The most important contributor to $T_{sys}$ is the source temperature, $T_{A}$. Sometimes this temperature is just the temperature of a blackbody, but for non-thermal sources we use brightness temperature:

$$ T_b=\frac{S_\nu \lambda^2}{2k_B\theta_s^2} $$

where $S_\nu$ is the source flux density, $\lambda$ is the wavelength, and $\theta_s^2$ is the angular size of the object. In the case of a spacecraft, $\theta_s^2$ would be the angular size of the spacecraft's antenna beam: $\theta=k\frac{\lambda}{d}$ where $k$ is a coefficient dependent on the geometry of the dish.

Other sources of temperature come from the spillover from the ground, ambient sky temperature, and the antenna itself. So how do we get rid of those contributions? The answer: calibration.

When we observe a source, be it a spacecraft or a quasar, in order to determine the amplitude of the actual signal we are receiving, we calibrate by looking at a source of known flux density. Usually this is done in radio astronomy by first observing a bright point source near to our target. Some telescopes utilize a calibrator device that emits a known flux. For a spacecraft, it is probably even simpler: the engineers will know the power the signal is being transmitted with, the beam size, and the source distance. From that they can easily calculate the brightness temperature. Once we know what kind of flux we should be getting from our source, we can easily subtract away the unwanted temperature components. They will still add some noise to our signal, as our calibrations can never be perfect.
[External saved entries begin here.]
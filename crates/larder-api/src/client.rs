// Larder backend HTTP client
//
// Wraps `reqwest::Client` with URL construction, error-envelope mapping,
// and JSON decoding. Endpoints are inherent methods grouped by domain
// (inventory, shopping, suggestions) to keep the transport mechanics in
// one place.

use reqwest::{Method, StatusCode};
use serde::Serialize;
use serde::de::DeserializeOwned;
use tracing::debug;
use url::Url;

use crate::error::Error;
use crate::transport::TransportConfig;
use crate::types::{
    AddInventoryItemBody, AddShoppingItemBody, ApiErrorBody, CompleteShoppingItemBody,
    CreatedResponse, InventoryItemDto, ShoppingItemDto, SuggestionDto,
    UpdateInventoryItemBody,
};

/// HTTP client for the Larder backend API.
///
/// All methods return decoded domain-shaped DTOs or a typed [`Error`];
/// callers never see raw status codes or response bodies.
pub struct Client {
    http: reqwest::Client,
    base_url: Url,
}

impl Client {
    /// Create a new client from a `TransportConfig`.
    ///
    /// `base_url` is the API root, e.g. `https://api.larder.app/v1/`.
    pub fn new(base_url: Url, transport: &TransportConfig) -> Result<Self, Error> {
        let http = transport.build_client()?;
        Ok(Self { http, base_url })
    }

    /// Create a client with a pre-built `reqwest::Client`.
    ///
    /// Used by tests that point at a mock server with no auth header.
    pub fn with_client(http: reqwest::Client, base_url: Url) -> Self {
        Self { http, base_url }
    }

    /// The API base URL.
    pub fn base_url(&self) -> &Url {
        &self.base_url
    }

    // ── URL builders ─────────────────────────────────────────────────

    fn api_url(&self, path: &str) -> Result<Url, Error> {
        Ok(self.base_url.join(path)?)
    }

    // ── Request helpers ──────────────────────────────────────────────

    /// Send a request with an optional JSON body and decode the response.
    async fn request<T: DeserializeOwned>(
        &self,
        method: Method,
        url: Url,
        body: Option<&impl Serialize>,
    ) -> Result<T, Error> {
        debug!("{method} {url}");

        let mut req = self.http.request(method, url);
        if let Some(body) = body {
            req = req.json(body);
        }
        let resp = req.send().await?;

        let status = resp.status();
        let text = resp.text().await?;

        if !status.is_success() {
            return Err(map_api_error(status, &text));
        }

        serde_json::from_str(&text).map_err(|e| Error::Deserialization {
            message: e.to_string(),
            body: text,
        })
    }

    /// Send a request and ignore the (possibly empty) response body.
    async fn request_no_content(
        &self,
        method: Method,
        url: Url,
        body: Option<&impl Serialize>,
    ) -> Result<(), Error> {
        debug!("{method} {url}");

        let mut req = self.http.request(method, url);
        if let Some(body) = body {
            req = req.json(body);
        }
        let resp = req.send().await?;

        let status = resp.status();
        if !status.is_success() {
            let text = resp.text().await.unwrap_or_default();
            return Err(map_api_error(status, &text));
        }
        Ok(())
    }

    // ── Inventory ────────────────────────────────────────────────────

    /// Fetch the full inventory item list.
    pub async fn fetch_inventory_items(&self) -> Result<Vec<InventoryItemDto>, Error> {
        let url = self.api_url("inventory/items")?;
        self.request(Method::GET, url, None::<&()>).await
    }

    /// Create an inventory item; returns the new id.
    pub async fn add_inventory_item(
        &self,
        body: &AddInventoryItemBody,
    ) -> Result<CreatedResponse, Error> {
        let url = self.api_url("inventory/items")?;
        self.request(Method::POST, url, Some(body)).await
    }

    /// Partially update an inventory item.
    pub async fn update_inventory_item(
        &self,
        id: i64,
        body: &UpdateInventoryItemBody,
    ) -> Result<(), Error> {
        let url = self.api_url(&format!("inventory/items/{id}"))?;
        self.request_no_content(Method::PATCH, url, Some(body)).await
    }

    /// Delete an inventory item.
    pub async fn delete_inventory_item(&self, id: i64) -> Result<(), Error> {
        let url = self.api_url(&format!("inventory/items/{id}"))?;
        self.request_no_content(Method::DELETE, url, None::<&()>).await
    }

    // ── Shopping ─────────────────────────────────────────────────────

    /// Fetch the full shopping-list item list.
    pub async fn fetch_shopping_items(&self) -> Result<Vec<ShoppingItemDto>, Error> {
        let url = self.api_url("shopping/items")?;
        self.request(Method::GET, url, None::<&()>).await
    }

    /// Add shopping items; returns every created item.
    pub async fn add_shopping_item(
        &self,
        body: &AddShoppingItemBody,
    ) -> Result<Vec<ShoppingItemDto>, Error> {
        let url = self.api_url("shopping/items")?;
        self.request(Method::POST, url, Some(body)).await
    }

    /// Complete a shopping item into the inventory flow; returns the
    /// placed item.
    pub async fn complete_shopping_item(
        &self,
        id: i64,
        body: &CompleteShoppingItemBody,
    ) -> Result<ShoppingItemDto, Error> {
        let url = self.api_url(&format!("shopping/items/{id}/complete"))?;
        self.request(Method::POST, url, Some(body)).await
    }

    // ── Suggestions ──────────────────────────────────────────────────

    /// Fetch the advisory payload for a category.
    pub async fn fetch_inventory_suggestions(
        &self,
        category_id: i64,
    ) -> Result<SuggestionDto, Error> {
        let url = self.api_url(&format!("inventory/suggestions/{category_id}"))?;
        self.request(Method::GET, url, None::<&()>).await
    }
}

/// Map a non-2xx response to [`Error::Api`], preferring the backend's
/// JSON error envelope over the raw body text.
fn map_api_error(status: StatusCode, body: &str) -> Error {
    let message = serde_json::from_str::<ApiErrorBody>(body)
        .map(|e| e.message)
        .unwrap_or_else(|_| {
            if body.is_empty() {
                status
                    .canonical_reason()
                    .unwrap_or("unknown error")
                    .to_owned()
            } else {
                body.to_owned()
            }
        });
    Error::Api {
        message,
        status: status.as_u16(),
    }
}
However, they will not completely swamp our signal.

Alternatively, instead of looking at an absolute flux calibrator, if you're looking at a point-source (like a spacecraft), you can simply calibrate by pointing your beam off-source. By assuming that your noise is gaussian in nature, it will be the same both on-source and slightly off it. You can rapidly switch between the beams, and subtract your off-source beam from your on-source beam. This will leave you with the signal from your source itself. This is known as Dicke Switching.

Now, why do we cool the receivers so much? The answer is that we are seeking to decrease the receiver temperature, $T_{R}$. The antenna's receiver contains amplifiers to gain up the signal. The receiver temperature is given by: $$ T_R=T_{G,1}+\frac{T_{G,2}}{G_1}+\frac{T_{G,3}}{G_1G_2}+... $$ where $T_{G,n}$ is the temperature of the nth amplifier and $G_n$ is the gain of the nth amplifier. As long as you are gaining your signal up by a few orders of magnitude at each step, each successive amplifier contributes practically nothing to the overall receiver temperature. Therefore, your biggest contribution is the first amplifier. If we were to leave the receiver out in the open, this would add a whopping 300 K to our signal, a contribution that we cannot simply calibrate away. However, by cooling it to ~4 K, you eliminate the majority of the noise that would come from your receiver. As the above website notes, when using Dicke switching, you end up doubling your receiver temperature, which is another reason they seek to cool the receivers by such a great amount.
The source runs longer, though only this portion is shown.